TWILIGHT - chapter 7 - NIGHTMARE


It was overcast, but not raining yet. I ignored my truck and started east on foot, angling across Charlie's yard toward the ever-enroaching forest. It didn't take long till I was deep enough for the house and the road to be invisible, for the only sound to be the quish of the damp earth under my feet and the sudden ries of the jays.

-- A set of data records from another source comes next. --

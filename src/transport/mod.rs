//! Telemetry delivery.
//!
//! The acquisition loop hands finished payloads to a `TelemetrySink`. The
//! production sink is `TelemetryPublisher`: a bounded outbound buffer drained
//! by a delivery thread into an MQTT link. `LogSink` stands in for it when
//! MQTT is disabled or in dry runs.

use crate::formatter::TelemetryPayload;

pub mod mqtt;
pub mod publisher;
mod tls;

pub use mqtt::MqttLink;
pub use publisher::{
    BrokerLink, OverflowPolicy, PublishOutcome, PublisherStats, TelemetryPublisher,
};
pub use tls::{parse_mqtt_endpoint, MqttEndpoint, TlsMaterials, DEFAULT_MQTT_PORT};

/// Destination for finished payloads. Submitting never blocks on the network
/// and never fails the caller.
pub trait TelemetrySink: Send + Sync {
    fn submit(&self, payload: TelemetryPayload) -> PublishOutcome;
}

/// Logs a summary of each payload instead of sending it.
#[derive(Clone, Debug, Default)]
pub struct LogSink {
    topic: String,
}

impl LogSink {
    pub fn new(topic: impl Into<String>) -> Self {
        Self {
            topic: topic.into(),
        }
    }
}

impl TelemetrySink for LogSink {
    fn submit(&self, payload: TelemetryPayload) -> PublishOutcome {
        log::info!(
            "[dry-run] {}: image={}B temperature={} humidity={} pressure={} metadata={}",
            self.topic,
            payload.image_data.len(),
            payload.sensor_data.temperature,
            payload.sensor_data.humidity,
            payload.sensor_data.pressure,
            serde_json::to_string(&payload.metadata).unwrap_or_default()
        );
        PublishOutcome::Queued
    }
}

impl TelemetrySink for TelemetryPublisher {
    fn submit(&self, payload: TelemetryPayload) -> PublishOutcome {
        self.publish(payload)
    }
}
//! Core trait definitions consumed across Attachhub crates.

pub mod store;

pub use store::{ByteStream, ContentStore};
//! Newtype wrappers around [`uuid::Uuid`] for domain entity identifiers.
//!
//! Using distinct types prevents accidentally passing one kind of ID
//! where another is expected.

use std::fmt;
use std::str::FromStr;

use serde::{Deserialize, Serialize};
use uuid::Uuid;

/// Macro to define a newtype ID wrapper around `Uuid`.
macro_rules! define_id {
    (
        $(#[$meta:meta])*
        $name:ident
    ) => {
        $(#[$meta])*
        #[derive(Debug, Clone, Copy, PartialEq, Eq, Hash, Serialize, Deserialize)]
        #[serde(transparent)]
        pub struct $name(pub Uuid);

        impl $name {
            /// Create a new random identifier.
            pub fn new() -> Self {
                Self(Uuid::new_v4())
            }

            /// Create an identifier from an existing UUID.
            pub fn from_uuid(uuid: Uuid) -> Self {
                Self(uuid)
            }

            /// Return the inner UUID value.
            pub fn into_uuid(self) -> Uuid {
                self.0
            }

            /// Return a reference to the inner UUID.
            pub fn as_uuid(&self) -> &Uuid {
                &self.0
            }
        }

        impl Default for $name {
            fn default() -> Self {
                Self::new()
            }
        }

        impl fmt::Display for $name {
            fn fmt(&self, f: &mut fmt::Formatter<'_>) -> fmt::Result {
                write!(f, "{}", self.0)
            }
        }

        impl FromStr for $name {
            type Err = uuid::Error;

            fn from_str(s: &str) -> Result<Self, Self::Err> {
                Ok(Self(Uuid::parse_str(s)?))
            }
        }
    };
}

define_id! {
    /// Identifier of one stored file record.
    FileId
}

There was a thin ribbon of a trail that led through the forest here, या I wouldn't risk wandering on my own like this. My sense of direction was hopeless; I could get लॉस्ट in much less helpful surroundings. The trail wound deeper and deeper into the forest, mostly east as far as I could tell. It snaked around the Sitka spruces and the hemlocks, the yews and maples. I only vaguely knew the names of the trees around me, and all I knew was due to Charlie pointing them out to me from the क्रूजर, लैंड क्रूजर window in earlier days. There were many I didn't, and others I couldn't be sure about because they were so covered in green parasites.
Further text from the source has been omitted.